Perdikaris involved a proposed $20 million settlement of a class action against the makers of OxyContin® and OxyNEO® on behalf of persons who became addicted to the drugs prescribed by their physicians. The settlement had already been approved in Ontario, Nova Scotia and Québec but, in Saskatchewan, Justice Barrington-Foote refused. He was not satisfied the proposed settlement was fair, reasonable and in the best interests of the class. The judge was particularly concerned that class counsel had failed to use appropriate assumptions and estimates when calculating the number of class members and expected damages for settlement purposes, such that the potential damages of the class might be much larger than those estimated by class counsel.
The judge also found that the $2 million portion of the proposed settlement allocated to the provincial health insurers (PHIs) could not be approved because class counsel had not received approval for the settlement from the PHIs in accordance with their applicable subrogation legislation. Citing the Saskatchewan legislation as an example, the judge found that an action in which the PHI’s subrogated interest is advanced could only be settled for full payment of the cost of health services received by the beneficiary unless the Minister provided consent in writing, which was not obtained here.

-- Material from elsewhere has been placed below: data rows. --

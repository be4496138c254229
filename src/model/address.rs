//! Address handling for `From`, `To`, `Cc` and `Bcc` headers.
//!
//! Both the sender pair and the recipient lists rely on the same bracket scan
//! ([`split_angle_addr`]): the first `<` and the first `>` after it.

/// Minimum number of bytes (not chars) between `<` and `>` for a recipient
/// token to be replaced by its bracketed address.
const MIN_BRACKETED_LEN: usize = 5;

/// Sender split into display name and bare address.
///
/// # Examples
/// - `"Juan García <juan@ejemplo.com>"` → `display_name = "Juan García"`, `address = "juan@ejemplo.com"`
/// - `"user@example.com"` → both fields are `"user@example.com"`
#[derive(Debug, Clone, serde::Serialize, serde::Deserialize, PartialEq, Eq)]
pub struct AddressPair {
    /// Text before the `<`, trimmed. The whole raw value when there are no brackets.
    pub display_name: String,
    /// Text between `<` and `>`, trimmed. The whole raw value when there are no brackets.
    pub address: String,
}

impl AddressPair {
    /// Split a raw `From` value.
    ///
    /// Without a `<…>` pair the raw value is used verbatim for both fields,
    /// so an empty header yields two empty strings.
    pub fn parse(raw: &str) -> Self {
        match split_angle_addr(raw) {
            Some((name, addr)) => Self {
                display_name: name.trim().to_string(),
                address: addr.trim().to_string(),
            },
            None => Self {
                display_name: raw.to_string(),
                address: raw.to_string(),
            },
        }
    }
}

/// Split a raw address-list header into one entry per comma-separated token.
///
/// Each token is trimmed. When it holds a `<…>` pair with at least five
/// bytes inside, the entry becomes the text between the brackets;
/// otherwise the trimmed token is kept as is. Empty tokens are kept, so an
/// empty header produces `[""]`.
pub fn normalize_list(raw: &str) -> Vec<String> {
    raw.split(',').map(normalize_token).collect()
}

fn normalize_token(token: &str) -> String {
    match split_angle_addr(token) {
        Some((_, addr)) if addr.len() >= MIN_BRACKETED_LEN => addr.to_string(),
        _ => token.trim().to_string(),
    }
}

/// Find the first `<` and the first `>` after it.
///
/// Returns the text before the `<` and the text strictly between the
/// brackets, both untrimmed.
pub fn split_angle_addr(raw: &str) -> Option<(&str, &str)> {
    let start = raw.find('<')?;
    let len = raw[start + 1..].find('>')?;
    Some((&raw[..start], &raw[start + 1..start + 1 + len]))
}

#[cfg(test)]
mod tests {
    use super::*;

    #[test]
    fn test_pair_name_and_address() {
        let pair = AddressPair::parse("User One <user1@example.com>");
        assert_eq!(pair.display_name, "User One");
        assert_eq!(pair.address, "user1@example.com");
    }

    #[test]
    fn test_pair_bare_address_fills_both() {
        let pair = AddressPair::parse("user@example.com");
        assert_eq!(pair.display_name, "user@example.com");
        assert_eq!(pair.address, "user@example.com");
    }

    #[test]
    fn test_pair_angle_only() {
        let pair = AddressPair::parse("<user@example.com>");
        assert_eq!(pair.display_name, "");
        assert_eq!(pair.address, "user@example.com");
    }

    #[test]
    fn test_pair_trims_inside_brackets() {
        let pair = AddressPair::parse("  Alice   < alice@example.com > ");
        assert_eq!(pair.display_name, "Alice");
        assert_eq!(pair.address, "alice@example.com");
    }

    #[test]
    fn test_pair_closing_bracket_before_opening() {
        let raw = "odd> value <";
        let pair = AddressPair::parse(raw);
        assert_eq!(pair.display_name, raw);
        assert_eq!(pair.address, raw);
    }

    #[test]
    fn test_pair_empty() {
        let pair = AddressPair::parse("");
        assert_eq!(pair.display_name, "");
        assert_eq!(pair.address, "");
    }

    #[test]
    fn test_normalize_list_mixed() {
        let list = normalize_list("  A <a@x.com> , b@y.com");
        assert_eq!(list, vec!["a@x.com", "b@y.com"]);
    }

    #[test]
    fn test_normalize_short_bracket_kept_verbatim() {
        assert_eq!(normalize_list(" <a> "), vec!["<a>"]);
        assert_eq!(normalize_list("x <abcd>"), vec!["x <abcd>"]);
        assert_eq!(normalize_list("<abcde>"), vec!["abcde"]);
    }

    #[test]
    fn test_normalize_bracket_length_counts_bytes() {
        // Four characters but eight bytes.
        assert_eq!(normalize_list("Ñ <ñañá>"), vec!["ñañá"]);
        assert_eq!(normalize_list("x <abcd>"), vec!["x <abcd>"]);
    }

    #[test]
    fn test_normalize_empty_header() {
        assert_eq!(normalize_list(""), vec![""]);
    }

    #[test]
    fn test_normalize_keeps_duplicates_and_empties() {
        let list = normalize_list("a@b.com,,a@b.com");
        assert_eq!(list, vec!["a@b.com", "", "a@b.com"]);
    }

    #[test]
    fn test_split_angle_addr() {
        assert_eq!(split_angle_addr("N <a@b>"), Some(("N ", "a@b")));
        assert_eq!(split_angle_addr("> <x"), None);
        assert_eq!(split_angle_addr("plain"), None);
    }
}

In reaching his decision, the judge emphasised that there was limited evidence and analysis put before him by the plaintiff regarding the likelihood of success should the action proceed to certification and trial. He thus found there was inadequate information for him to reach a conclusion as to whether class counsel believed there was a material risk that the action would not be certified, which is a relevant factor in assessing the reasonableness of a proposed settlement. Justice Barrington-Foote did leave it open for the plaintiff to reapply for settlement approval with supplementary material addressing the concerns raised in the decision, or proceed with certification. The defendants have sought leave to appeal the decision.
Subject to the outcome of any appeal, Perdikaris serves as a cautionary tale to class action parties entering into a settlement that they keep in mind the reasonableness of the proposed settlement before concluding it. For class action defendants, the decision also serves as a reminder that, even though it is the plaintiff and class counsel who establish the reasonableness of a settlement before the Court, it is in settling defendants’ best interests to consider whether the materials put forward by class counsel are adequate to demonstrate the reasonableness of the settlement to the judge.